More and more people are reporting incidents of domestic violence to the police. If you are a victim of domestic violence you will be aware of just how frightening it can be. The question that many people ask is what are the causes of this violence, is the person just a lunatic or are there other reasons behind it.

John is a really nice guy when sober.

According to the latest reports alcohol has a large part to play in leading to cases of domestic violence. In the example of a husband hitting his wife when he is drunk, this is typically what can happen. For the sake of making this article easier to read, I shall call the husband John and his wife Linda.

 

The next morning John can not believe what he has done and is full of regret and remorse. He can not say sorry enough and begs for Linda's forgiveness.

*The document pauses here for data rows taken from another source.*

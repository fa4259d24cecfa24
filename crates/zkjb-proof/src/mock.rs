//! # Mock Proof Provider
//!
//! A deterministic, transparent proof provider simulating the asynchronous
//! shape of a real proving backend. Proof tokens are SHA-256 digests of the
//! full (attributes, policy, public inputs) tuple; generation and
//! verification sleep for a fixed simulated delay before returning.
//!
//! ## Security Notice
//!
//! **NOT PRIVATE.** The token is a transparent hash anyone can recompute
//! from the same inputs. It exists so the application flow — generate,
//! check, verify, persist — can be exercised end to end without a proving
//! backend.
//!
//! ## Verification
//!
//! `verify()` runs the ordered eligibility checks directly against the
//! attributes. The first failing check is logged via `tracing` and yields
//! `Ok(false)` — a policy mismatch is an expected business outcome, never
//! an error.

use std::time::Duration;

use async_trait::async_trait;
use serde_json::json;

use zkjb_core::{sha256_digest, ApplicantAttributes, CanonicalBytes, JobPolicy, Timestamp};

use crate::hash::{derive_nullifier, policy_hash};
use crate::traits::{
    ProofBackend, ProofBundle, ProofError, ProofProvider, ProofToken, PublicInputs, SubmitReceipt,
};

/// Simulated proving delays.
#[derive(Debug, Clone, Copy, PartialEq, Eq)]
pub struct MockDelays {
    /// Delay before `generate` returns.
    pub generate: Duration,
    /// Delay before `verify` returns.
    pub verify: Duration,
    /// Delay before `verify_public_only` returns.
    pub verify_public: Duration,
}

impl Default for MockDelays {
    fn default() -> Self {
        Self {
            generate: Duration::from_millis(500),
            verify: Duration::from_millis(200),
            verify_public: Duration::from_millis(100),
        }
    }
}

impl MockDelays {
    /// Zero delays, for tests.
    pub fn none() -> Self {
        Self {
            generate: Duration::ZERO,
            verify: Duration::ZERO,
            verify_public: Duration::ZERO,
        }
    }
}

/// The deterministic mock proof provider.
#[derive(Debug, Clone, Default)]
pub struct MockProofProvider {
    delays: MockDelays,
}

impl MockProofProvider {
    /// Create a provider with the standard simulated delays.
    pub fn new() -> Self {
        Self::default()
    }

    /// Create a provider with explicit delays.
    pub fn with_delays(delays: MockDelays) -> Self {
        Self { delays }
    }

    /// Compute the token digest over the full generation input.
    ///
    /// The attribute fields (secret included) are assembled into a
    /// transient JSON value here rather than via `Serialize` — attributes
    /// deliberately have no `Serialize` impl so they can never reach a
    /// persisted store.
    fn token_digest(
        attrs: &ApplicantAttributes,
        policy: &JobPolicy,
        public_inputs: &PublicInputs,
    ) -> Result<zkjb_core::ContentDigest, ProofError> {
        let input = json!({
            "attrs": {
                "skills": attrs.skills,
                "experienceYears": attrs.experience_years,
                "region": attrs.region,
                "secret": attrs.secret.expose(),
            },
            "policy": policy,
            "publicInputs": public_inputs,
        });
        let canonical = CanonicalBytes::new(&input)?;
        Ok(sha256_digest(&canonical))
    }
}

#[async_trait]
impl ProofProvider for MockProofProvider {
    fn backend(&self) -> ProofBackend {
        ProofBackend::Mock
    }

    async fn generate(
        &self,
        attrs: &ApplicantAttributes,
        policy: &JobPolicy,
    ) -> Result<ProofBundle, ProofError> {
        tokio::time::sleep(self.delays.generate).await;

        let public_inputs = PublicInputs {
            job_id: policy.id,
            policy_hash: policy_hash(policy)?,
            nullifier: derive_nullifier(&policy.id, &attrs.secret),
        };

        let digest = Self::token_digest(attrs, policy, &public_inputs)?;

        Ok(ProofBundle {
            proof: ProofToken {
                backend: ProofBackend::Mock,
                generated_at: Timestamp::now(),
                digest,
            },
            public_inputs,
        })
    }

    async fn verify(
        &self,
        bundle: &ProofBundle,
        policy: &JobPolicy,
        attrs: &ApplicantAttributes,
    ) -> Result<bool, ProofError> {
        tokio::time::sleep(self.delays.verify).await;

        if bundle.public_inputs.job_id != policy.id {
            tracing::warn!(job_id = %policy.id, "verify failed: job id mismatch");
            return Ok(false);
        }

        if bundle.public_inputs.policy_hash != policy_hash(policy)? {
            tracing::warn!(job_id = %policy.id, "verify failed: policy hash mismatch");
            return Ok(false);
        }

        let expected_nullifier = derive_nullifier(&policy.id, &attrs.secret);
        if bundle.public_inputs.nullifier != expected_nullifier {
            tracing::warn!(job_id = %policy.id, "verify failed: nullifier mismatch");
            return Ok(false);
        }

        let has_all_skills = policy
            .required_skills
            .iter()
            .all(|skill| attrs.skills.contains(skill));
        if !has_all_skills {
            tracing::info!(job_id = %policy.id, "verify failed: missing required skills");
            return Ok(false);
        }

        if attrs.experience_years < policy.min_experience_years {
            tracing::info!(job_id = %policy.id, "verify failed: insufficient experience");
            return Ok(false);
        }

        if !policy.allowed_regions.contains(&attrs.region) {
            tracing::info!(job_id = %policy.id, "verify failed: region not allowed");
            return Ok(false);
        }

        Ok(true)
    }

    async fn verify_public_only(
        &self,
        bundle: &ProofBundle,
        policy: &JobPolicy,
    ) -> Result<bool, ProofError> {
        tokio::time::sleep(self.delays.verify_public).await;

        Ok(bundle.public_inputs.job_id == policy.id
            && bundle.public_inputs.policy_hash == policy_hash(policy)?
            && bundle.public_inputs.nullifier.as_str().len() == 64)
    }

    async fn submit(
        &self,
        bundle: &ProofBundle,
        policy: &JobPolicy,
    ) -> Result<SubmitReceipt, ProofError> {
        if !self.verify_public_only(bundle, policy).await? {
            return Err(ProofError::InvalidBundle(
                "public inputs do not match the policy".to_string(),
            ));
        }
        Ok(SubmitReceipt::accepted_for(bundle, None))
    }
}
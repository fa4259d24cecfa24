//! # Region Codes
//!
//! The fixed enumeration of hiring regions. One definition, exhaustive
//! `match` everywhere — validation and the CLI share this single list, so
//! independent region lists cannot diverge.

use serde::{Deserialize, Serialize};

/// A hiring region code.
#[derive(Debug, Clone, Copy, PartialEq, Eq, Hash, PartialOrd, Ord, Serialize, Deserialize)]
pub enum RegionCode {
    /// North America.
    NA,
    /// Europe.
    EU,
    /// Asia-Pacific.
    APAC,
    /// Latin America.
    LATAM,
    /// Africa.
    AFRICA,
    /// Middle East and North Africa.
    MENA,
}

impl RegionCode {
    /// All region codes, in declaration order.
    pub const ALL: [RegionCode; 6] = [
        RegionCode::NA,
        RegionCode::EU,
        RegionCode::APAC,
        RegionCode::LATAM,
        RegionCode::AFRICA,
        RegionCode::MENA,
    ];

    /// The canonical uppercase name.
    pub fn as_str(&self) -> &'static str {
        match self {
            RegionCode::NA => "NA",
            RegionCode::EU => "EU",
            RegionCode::APAC => "APAC",
            RegionCode::LATAM => "LATAM",
            RegionCode::AFRICA => "AFRICA",
            RegionCode::MENA => "MENA",
        }
    }
}

impl std::fmt::Display for RegionCode {
    fn fmt(&self, f: &mut std::fmt::Formatter<'_>) -> std::fmt::Result {
        f.write_str(self.as_str())
    }
}

impl std::str::FromStr for RegionCode {
    type Err = String;

    fn from_str(s: &str) -> Result<Self, Self::Err> {
        match s.to_ascii_uppercase().as_str() {
            "NA" => Ok(RegionCode::NA),
            "EU" => Ok(RegionCode::EU),
            "APAC" => Ok(RegionCode::APAC),
            "LATAM" => Ok(RegionCode::LATAM),
            "AFRICA" => Ok(RegionCode::AFRICA),
            "MENA" => Ok(RegionCode::MENA),
            other => Err(format!("unknown region code: {other:?}")),
        }
    }
}

#[cfg(test)]
mod tests {
    use super::*;
    use std::str::FromStr;

    #[test]
    fn all_codes_roundtrip_from_str() {
        for code in RegionCode::ALL {
            assert_eq!(RegionCode::from_str(code.as_str()).unwrap(), code);
        }
    }

    #[test]
    fn from_str_is_case_insensitive() {
        assert_eq!(RegionCode::from_str("apac").unwrap(), RegionCode::APAC);
    }

    #[test]
    fn unknown_code_rejected() {
        assert!(RegionCode::from_str("ANTARCTICA").is_err());
    }

    #[test]
    fn serializes_as_uppercase_string() {
        assert_eq!(serde_json::to_string(&RegionCode::LATAM).unwrap(), "\"LATAM\"");
        let back: RegionCode = serde_json::from_str("\"MENA\"").unwrap();
        assert_eq!(back, RegionCode::MENA);
    }
}
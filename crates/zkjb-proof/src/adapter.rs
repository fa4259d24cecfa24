//! # Proof Adapter
//!
//! Routes proof generation, verification, and submission to either the
//! mock provider or the network-backed stub. The provider is selected once
//! at construction from [`ProofConfig`] — call sites never branch on
//! configuration flags.
//!
//! ## Fallback
//!
//! On the network path, any failure falls back to the mock path; for
//! verification, to local verification when the private attributes are
//! available, and to a well-formedness check otherwise. The adapter
//! contains no business logic of its own — duplicate detection is the
//! state store's single authority.

use serde::Serialize;

use zkjb_core::{ApplicantAttributes, JobPolicy};

use crate::mock::MockProofProvider;
use crate::network::{NetworkConfig, NetworkProofProvider};
use crate::traits::{ProofBundle, ProofError, ProofProvider, SubmitReceipt};

/// Which path the adapter routes to.
#[derive(Debug, Clone, Copy, PartialEq, Eq, Serialize)]
#[serde(rename_all = "SCREAMING_SNAKE_CASE")]
pub enum AdapterMode {
    /// Local deterministic mock.
    Mock,
    /// External network prover/verifier.
    Network,
}

impl std::fmt::Display for AdapterMode {
    fn fmt(&self, f: &mut std::fmt::Formatter<'_>) -> std::fmt::Result {
        f.write_str(match self {
            AdapterMode::Mock => "MOCK",
            AdapterMode::Network => "NETWORK",
        })
    }
}

/// Environment-style configuration consumed once at boot.
#[derive(Debug, Clone, Default)]
pub struct ProofConfig {
    /// Whether the network path is requested.
    pub network_enabled: bool,
    /// Network settings; required for the network path to activate.
    pub network: Option<NetworkConfig>,
}

impl ProofConfig {
    /// Configuration for the pure-mock path.
    pub fn mock() -> Self {
        Self::default()
    }

    /// Configuration for the network path.
    pub fn network(config: NetworkConfig) -> Self {
        Self {
            network_enabled: true,
            network: Some(config),
        }
    }

    /// Read configuration from `ZKJB_*` environment variables.
    ///
    /// `ZKJB_NETWORK_ENABLED=true` activates the network path, which also
    /// needs a parseable `ZKJB_RPC_URL` and a `ZKJB_NETWORK_ID`; otherwise
    /// the adapter stays in mock mode and logs why. Optional:
    /// `ZKJB_VERIFIER_ADDRESS`, `ZKJB_API_KEY`, `ZKJB_PROOF_SERVER_URL`.
    pub fn from_env() -> Self {
        let enabled = std::env::var("ZKJB_NETWORK_ENABLED")
            .map(|v| v.eq_ignore_ascii_case("true"))
            .unwrap_or(false);
        if !enabled {
            return Self::mock();
        }

        let rpc_url = std::env::var("ZKJB_RPC_URL")
            .ok()
            .and_then(|v| url::Url::parse(&v).ok());
        let network_id = std::env::var("ZKJB_NETWORK_ID").ok();

        match (rpc_url, network_id) {
            (Some(rpc_url), Some(network_id)) => Self {
                network_enabled: true,
                network: Some(NetworkConfig {
                    rpc_url,
                    network_id,
                    verifier_address: std::env::var("ZKJB_VERIFIER_ADDRESS").ok(),
                    api_key: std::env::var("ZKJB_API_KEY").ok(),
                    proof_server_url: std::env::var("ZKJB_PROOF_SERVER_URL")
                        .ok()
                        .and_then(|v| url::Url::parse(&v).ok()),
                }),
            },
            _ => {
                tracing::warn!(
                    "ZKJB_NETWORK_ENABLED is set but ZKJB_RPC_URL/ZKJB_NETWORK_ID are missing \
                     or invalid; staying in mock mode"
                );
                Self {
                    network_enabled: true,
                    network: None,
                }
            }
        }
    }
}

/// Observability snapshot of the adapter configuration.
#[derive(Debug, Clone, PartialEq, Eq, Serialize)]
#[serde(rename_all = "camelCase")]
pub struct ConfigStatus {
    /// Active routing mode.
    pub mode: AdapterMode,
    /// Whether the network path was requested.
    pub network_enabled: bool,
    /// Configured RPC endpoint, if any.
    #[serde(skip_serializing_if = "Option::is_none")]
    pub rpc_url: Option<String>,
    /// Configured network identifier, if any.
    #[serde(skip_serializing_if = "Option::is_none")]
    pub network_id: Option<String>,
    /// Configured verifier address, if any.
    #[serde(skip_serializing_if = "Option::is_none")]
    pub verifier_address: Option<String>,
    /// Whether an API key is configured. The key itself is never exposed.
    pub api_key_set: bool,
}

/// Routes proof operations to the selected provider, with network-to-mock
/// fallback.
pub struct ProofAdapter {
    mock: MockProofProvider,
    network: Option<NetworkProofProvider>,
    network_enabled: bool,
}

impl ProofAdapter {
    /// Build an adapter from configuration. Selection happens here, once.
    pub fn from_config(config: ProofConfig) -> Self {
        let network = config.network.map(NetworkProofProvider::new);
        let adapter = Self {
            mock: MockProofProvider::new(),
            network,
            network_enabled: config.network_enabled,
        };
        tracing::info!(mode = %adapter.mode(), "proof adapter initialized");
        adapter
    }

    /// Build a mock-only adapter with explicit mock delays (tests, CLI).
    pub fn mock_with(mock: MockProofProvider) -> Self {
        Self {
            mock,
            network: None,
            network_enabled: false,
        }
    }

    /// The active routing mode.
    pub fn mode(&self) -> AdapterMode {
        if self.network.is_some() {
            AdapterMode::Network
        } else {
            AdapterMode::Mock
        }
    }

    /// Snapshot the configuration for observability.
    pub fn config_status(&self) -> ConfigStatus {
        let network = self.network.as_ref().map(NetworkProofProvider::config);
        ConfigStatus {
            mode: self.mode(),
            network_enabled: self.network_enabled,
            rpc_url: network.map(|c| c.rpc_url.to_string()),
            network_id: network.map(|c| c.network_id.clone()),
            verifier_address: network.and_then(|c| c.verifier_address.clone()),
            api_key_set: network.is_some_and(|c| c.api_key.is_some()),
        }
    }

    /// Generate a proof bundle, falling back to the mock on network failure.
    pub async fn generate(
        &self,
        attrs: &ApplicantAttributes,
        policy: &JobPolicy,
    ) -> Result<ProofBundle, ProofError> {
        if let Some(network) = &self.network {
            match network.generate(attrs, policy).await {
                Ok(bundle) => return Ok(bundle),
                Err(e) => {
                    tracing::warn!(error = %e, "network proof generation failed; falling back to mock");
                }
            }
        }
        self.mock.generate(attrs, policy).await
    }

    /// Verify a bundle.
    ///
    /// With attributes: full local verification is available as the
    /// fallback. Without: only well-formedness can be confirmed.
    pub async fn verify(
        &self,
        bundle: &ProofBundle,
        policy: &JobPolicy,
        attrs: Option<&ApplicantAttributes>,
    ) -> Result<bool, ProofError> {
        if let Some(network) = &self.network {
            match network.verify_public_only(bundle, policy).await {
                Ok(valid) => return Ok(valid),
                Err(e) => {
                    tracing::warn!(error = %e, "network verification failed");
                    return match attrs {
                        Some(attrs) => self.mock.verify(bundle, policy, attrs).await,
                        None => Ok(false),
                    };
                }
            }
        }

        match attrs {
            Some(attrs) => self.mock.verify(bundle, policy, attrs).await,
            None => {
                tracing::warn!("verification without attributes confirms well-formedness only");
                self.mock.verify_public_only(bundle, policy).await
            }
        }
    }

    /// Submit a bundle, falling back to the mock on network failure.
    pub async fn submit(
        &self,
        bundle: &ProofBundle,
        policy: &JobPolicy,
    ) -> Result<SubmitReceipt, ProofError> {
        if let Some(network) = &self.network {
            match network.submit(bundle, policy).await {
                Ok(receipt) => return Ok(receipt),
                Err(e) => {
                    tracing::warn!(error = %e, "network submission failed; falling back to mock");
                }
            }
        }
        self.mock.submit(bundle, policy).await
    }
}
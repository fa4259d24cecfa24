#![deny(missing_docs)]

//! # zkjb-core — Foundational Types for the zkjb Job Board
//!
//! This crate defines the types every other crate in the workspace depends
//! on. It has no internal crate dependencies — only `serde`, `serde_json`,
//! `thiserror`, `chrono`, `uuid`, `sha2`, `rand_core`, and `zeroize` from
//! the external ecosystem.
//!
//! ## Design Principles
//!
//! 1. **Newtype wrappers for domain primitives.** Every identifier is a
//!    distinct type. You cannot pass a [`JobId`] where an [`ApplicationId`]
//!    is expected, and a [`Nullifier`] is not interchangeable with an
//!    arbitrary string.
//!
//! 2. **[`CanonicalBytes`] is the sole path to digest computation.** Policy
//!    hashes and nullifiers flow through `CanonicalBytes::new()`, which
//!    produces sorted-key, compact JSON with float rejection so that the
//!    same logical value always yields the same digest.
//!
//! 3. **Validation is field-keyed.** [`ValidationError`] carries a map from
//!    field name to messages so callers render errors per field instead of
//!    sniffing error shapes.
//!
//! 4. **Ephemeral secrets stay ephemeral.** [`ApplicantSecret`] is zeroized
//!    on drop and redacted in `Debug`; it is never serialized into any
//!    persisted record.

pub mod application;
pub mod canonical;
pub mod digest;
pub mod error;
pub mod identity;
pub mod policy;
pub mod region;
pub mod temporal;
pub mod validation;

// Re-export primary types at crate root for ergonomic imports.
pub use application::{ApplicationRecord, ApplicationStatus, ReviewDecision};
pub use canonical::CanonicalBytes;
pub use digest::{sha256_digest, sha256_raw, ContentDigest, Sha256Accumulator};
pub use error::{CanonicalizationError, FieldErrors, IdentityError, ValidationError};
pub use identity::{ApplicantSecret, ApplicationId, JobId, Nullifier};
pub use policy::{ApplicantAttributes, JobPolicy, JobPolicyInput, SkillTag};
pub use region::RegionCode;
pub use temporal::Timestamp;
pub use validation::{validate_applicant_attributes, validate_job_policy, SkillAllowlist};
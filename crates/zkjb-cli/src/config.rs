//! # Config Subcommand
//!
//! Shows the active proof adapter configuration and the skill allowlist.
//! Secrets are redacted to presence flags before anything is printed.

use anyhow::Result;
use clap::Args;

use crate::{print_json, CliContext};

/// Arguments for `zkjb config`.
#[derive(Args, Debug)]
pub struct ConfigArgs {
    /// Also list the accepted skill tags.
    #[arg(long)]
    pub skills: bool,
}

/// Run `zkjb config`.
pub fn run_config(args: &ConfigArgs, ctx: &CliContext) -> Result<u8> {
    let status = ctx.adapter.config_status();
    if args.skills {
        let skills: Vec<&str> = ctx.allowlist.iter().collect();
        print_json(&serde_json::json!({
            "adapter": status,
            "allowedSkills": skills,
        }))?;
    } else {
        print_json(&status)?;
    }
    Ok(0)
}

He promises that it will never happen again and states that he will give up the alcohol if that would make his wife happy.

 

Linda is not sure what to do, she would love to forgive and forget but feels that it is very likely that it only happen again in the future if she does.

 

In many cases people like Linda will forgive their partner or husband a number of times before eventually losing patience with them.

 

My advice for John would be to stop drinking alcohol straight away. This seems to be the cause of all of these problems, therefore you need to find something else to have an interest in.

 

Another cause of domestic violence is known to be depression. Some people who are normally very relaxed can become very angry and abusive when in a deep state of depression. They can take their problems and frustrations out on their partner much like in the example above.

 

A few days or weeks later when the person in question is feeling a lot happier, they will not believe what they have done.

Whether it is because of depression or alcohol, one solution to this domestic violence problem could be to attend some form of anger management program, that is for people like John.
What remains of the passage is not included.